(Data entries)
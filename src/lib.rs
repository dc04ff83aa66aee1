#![doc = include_str!("../README.md")]
#![cfg_attr(docsrs, feature(doc_cfg))]

pub use og_reflect as reflect;
pub use og_utils as utils;

#[cfg(feature = "json")]
#[cfg_attr(docsrs, doc(cfg(feature = "json")))]
pub use og_json as json;

#[cfg(feature = "expr")]
#[cfg_attr(docsrs, doc(cfg(feature = "expr")))]
pub use og_expr as expr;
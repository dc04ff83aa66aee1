use crate::info::{TypeInfo, TypePath};

// -----------------------------------------------------------------------------
// Typed

/// A static accessor to compile-time type information.
///
/// Implemented by the derive macro; manual implementations store the info
/// in a [`NonGenericTypeInfoCell`] or [`GenericTypeInfoCell`].
///
/// [`NonGenericTypeInfoCell`]: crate::impls::NonGenericTypeInfoCell
/// [`GenericTypeInfoCell`]: crate::impls::GenericTypeInfoCell
#[diagnostic::on_unimplemented(
    message = "`{Self}` does not implement `Typed` so cannot provide static type information",
    note = "consider annotating `{Self}` with `#[derive(Reflect)]`"
)]
pub trait Typed: TypePath {
    /// Returns the compile-time info for the underlying type.
    fn type_info() -> &'static TypeInfo;
}

// -----------------------------------------------------------------------------
// DynamicTyped

/// Dynamic dispatch for [`Typed`], automatically implemented.
pub trait DynamicTyped {
    /// See [`Typed::type_info`].
    fn reflect_type_info(&self) -> &'static TypeInfo;
}

impl<T: Typed> DynamicTyped for T {
    #[inline]
    fn reflect_type_info(&self) -> &'static TypeInfo {
        Self::type_info()
    }
}
use std::collections::BTreeMap;
use std::env;
use std::path::{Path, PathBuf};
use std::sync::{PoisonError, RwLock};
use std::time::SystemTime;

use toml_edit::{Document, Item, Table};

/// Locate an accessible [`syn::Path`] for an `og_*` crate as seen from the
/// caller's Cargo.toml.
///
/// Generated code must name `og_reflect` in a way that resolves inside the
/// invoking crate, which may depend on it directly or only through `og_core`.
///
/// # Example
///
/// ```rust
/// # use og_macro_utils::Manifest;
/// let p: syn::Path = Manifest::shared(|m| m.get_crate_path("og_reflect"));
/// ```
///
/// # Resolution rules
///
/// 1. If the requested crate is listed in `dependencies`, return `::crate_name`.
/// 2. If the requested name begins with `og_` and the caller depends on
///    `og_core`, return `::og_core::short_name` (`og_json` -> `::og_core::json`).
/// 3. Repeat step 1-2 in `dev-dependencies`.
/// 4. Otherwise, fall back to the absolute path `::crate_name`.
///
/// A crate that references itself from generated code needs
/// `extern crate self as og_reflect;` in its root.
#[derive(Debug)]
pub struct Manifest {
    pub manifest: Document<Box<str>>,
    pub modified_time: SystemTime,
}

const CORE_NAME: &str = "og_core";
const CRATE_PREFIX: &str = "og_";

impl Manifest {
    #[inline(never)]
    fn get_manifest_path() -> PathBuf {
        env::var_os("CARGO_MANIFEST_DIR")
            .map(|path| {
                let mut path = PathBuf::from(path);
                path.push("Cargo.toml");
                assert!(
                    path.exists(),
                    "Cargo manifest does not exist at path {}",
                    path.display(),
                );
                path
            })
            .expect("CARGO_MANIFEST_DIR should be auto-defined by cargo.")
    }

    #[inline(never)]
    fn get_manifest_modified_time(
        cargo_manifest_path: &Path,
    ) -> Result<SystemTime, std::io::Error> {
        std::fs::metadata(cargo_manifest_path).and_then(|metadata| metadata.modified())
    }

    #[inline(never)]
    fn read_manifest(path: &Path) -> Document<Box<str>> {
        let manifest = std::fs::read_to_string(path)
            .unwrap_or_else(|_| panic!("Unable to read cargo manifest: {}", path.display()))
            .into_boxed_str();
        Document::parse(manifest)
            .unwrap_or_else(|_| panic!("Failed to parse cargo manifest: {}", path.display()))
    }

    #[inline]
    fn parse_str<T: syn::parse::Parse>(path: &str) -> T {
        syn::parse_str(path).unwrap()
    }

    fn find_in_deps(deps: &Table, name: &str) -> Option<syn::Path> {
        if deps.contains_key(name) {
            return Some(Self::parse_str(&format!("::{name}")));
        }

        let module = name.strip_prefix(CRATE_PREFIX)?;
        if deps.contains_key(CORE_NAME) {
            let mut path = Self::parse_str::<syn::Path>(&format!("::{CORE_NAME}"));
            path.segments.push(Self::parse_str(module));
            return Some(path);
        }
        None
    }

    /// Return a [`syn::Path`] for the package named `name` as resolved from this
    /// crate's Cargo.toml. See the type documentation for the resolution order.
    #[inline(never)]
    pub fn get_crate_path(&self, name: &str) -> syn::Path {
        for table in ["dependencies", "dev-dependencies"] {
            if let Some(Item::Table(deps)) = self.manifest.get(table)
                && let Some(val) = Self::find_in_deps(deps, name)
            {
                return val;
            }
        }

        Self::parse_str(&format!("::{name}"))
    }

    /// Run `func` with the [`Manifest`] of the caller's Cargo.toml.
    ///
    /// Parsed manifests are cached per path and refreshed when the file's
    /// modification time changes.
    pub fn shared<R>(func: impl FnOnce(&Self) -> R) -> R {
        static MANIFESTS: RwLock<BTreeMap<PathBuf, Manifest>> = RwLock::new(BTreeMap::new());

        let manifest_path = Self::get_manifest_path();
        let modified_time = Self::get_manifest_modified_time(&manifest_path)
            .expect("The Cargo.toml should have a modified time.");

        let manifests = MANIFESTS.read().unwrap_or_else(PoisonError::into_inner);

        if let Some(manifest) = manifests.get(&manifest_path)
            && manifest.modified_time == modified_time
        {
            return func(manifest);
        }

        drop(manifests);

        let manifest = Manifest {
            manifest: Self::read_manifest(&manifest_path),
            modified_time,
        };

        let result = func(&manifest);

        MANIFESTS
            .write()
            .unwrap_or_else(PoisonError::into_inner)
            .insert(manifest_path, manifest);

        result
    }
}

#[cfg(test)]
mod tests {
    use super::Manifest;
    use toml_edit::Document;

    fn path_string(path: &syn::Path) -> String {
        let segments: Vec<String> = path.segments.iter().map(|s| s.ident.to_string()).collect();
        format!("::{}", segments.join("::"))
    }

    fn manifest(text: &str) -> Manifest {
        Manifest {
            manifest: Document::parse(text.to_owned().into_boxed_str()).unwrap(),
            modified_time: std::time::SystemTime::UNIX_EPOCH,
        }
    }

    #[test]
    fn direct_dependency() {
        let m = manifest("[dependencies]\nog_reflect = \"0.0.1\"\n");
        assert_eq!(path_string(&m.get_crate_path("og_reflect")), "::og_reflect");
    }

    #[test]
    fn through_core() {
        let m = manifest("[dependencies]\nog_core = \"0.0.1\"\n");
        assert_eq!(path_string(&m.get_crate_path("og_reflect")), "::og_core::reflect");
    }

    #[test]
    fn dev_dependency_and_fallback() {
        let m = manifest("[dev-dependencies]\nog_json = \"0.0.1\"\n");
        assert_eq!(path_string(&m.get_crate_path("og_json")), "::og_json");
        assert_eq!(path_string(&m.get_crate_path("og_expr")), "::og_expr");
    }
}
//! Hash containers over *hashbrown* with *foldhash* hashing.
//!
//! The default state uses a fixed seed, so two maps built from the same
//! insertions iterate in the same order. Encoders rely on that to produce
//! byte-identical output.

// -----------------------------------------------------------------------------
// Modules

mod hasher;

// -----------------------------------------------------------------------------
// Exports

pub use hasher::{FixedHashState, FixedHasher};
pub use hasher::{NoOpHashState, NoOpHasher};

/// A [`hashbrown::HashMap`] using [`FixedHashState`] by default.
pub type HashMap<K, V, S = FixedHashState> = hashbrown::HashMap<K, V, S>;

/// A [`hashbrown::HashSet`] using [`FixedHashState`] by default.
pub type HashSet<T, S = FixedHashState> = hashbrown::HashSet<T, S>;

// -----------------------------------------------------------------------------
// Re-export crates

pub use foldhash;
pub use hashbrown;

// -----------------------------------------------------------------------------
// Tests

#[cfg(test)]
mod tests {
    use super::{HashMap, HashSet};

    #[test]
    fn fixed_iteration_order() {
        let build = || {
            let mut map: HashMap<String, u32> = HashMap::default();
            for i in 0..64_u32 {
                map.insert(i.to_string(), i);
            }
            map.into_iter().collect::<Vec<_>>()
        };

        assert_eq!(build(), build());
    }

    #[test]
    fn set_basic() {
        let mut set: HashSet<&str> = HashSet::default();
        assert!(set.insert("a"));
        assert!(!set.insert("a"));
        assert!(set.contains("a"));
    }
}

TASK DETAILS: From the line containing "for i in 0..64_u32" to the final line of the data above, transcribe every line exactly and nothing more.

TASK ANSWER:
            for i in 0..64_u32 {
                map.insert(i.to_string(), i);
            }
            map.into_iter().collect::<Vec<_>>()
        };

        assert_eq!(build(), build());
    }

    #[test]
    fn set_basic() {
        let mut set: HashSet<&str> = HashSet::default();
        assert!(set.insert("a"));
        assert!(!set.insert("a"));
        assert!(set.contains("a"));
    }
}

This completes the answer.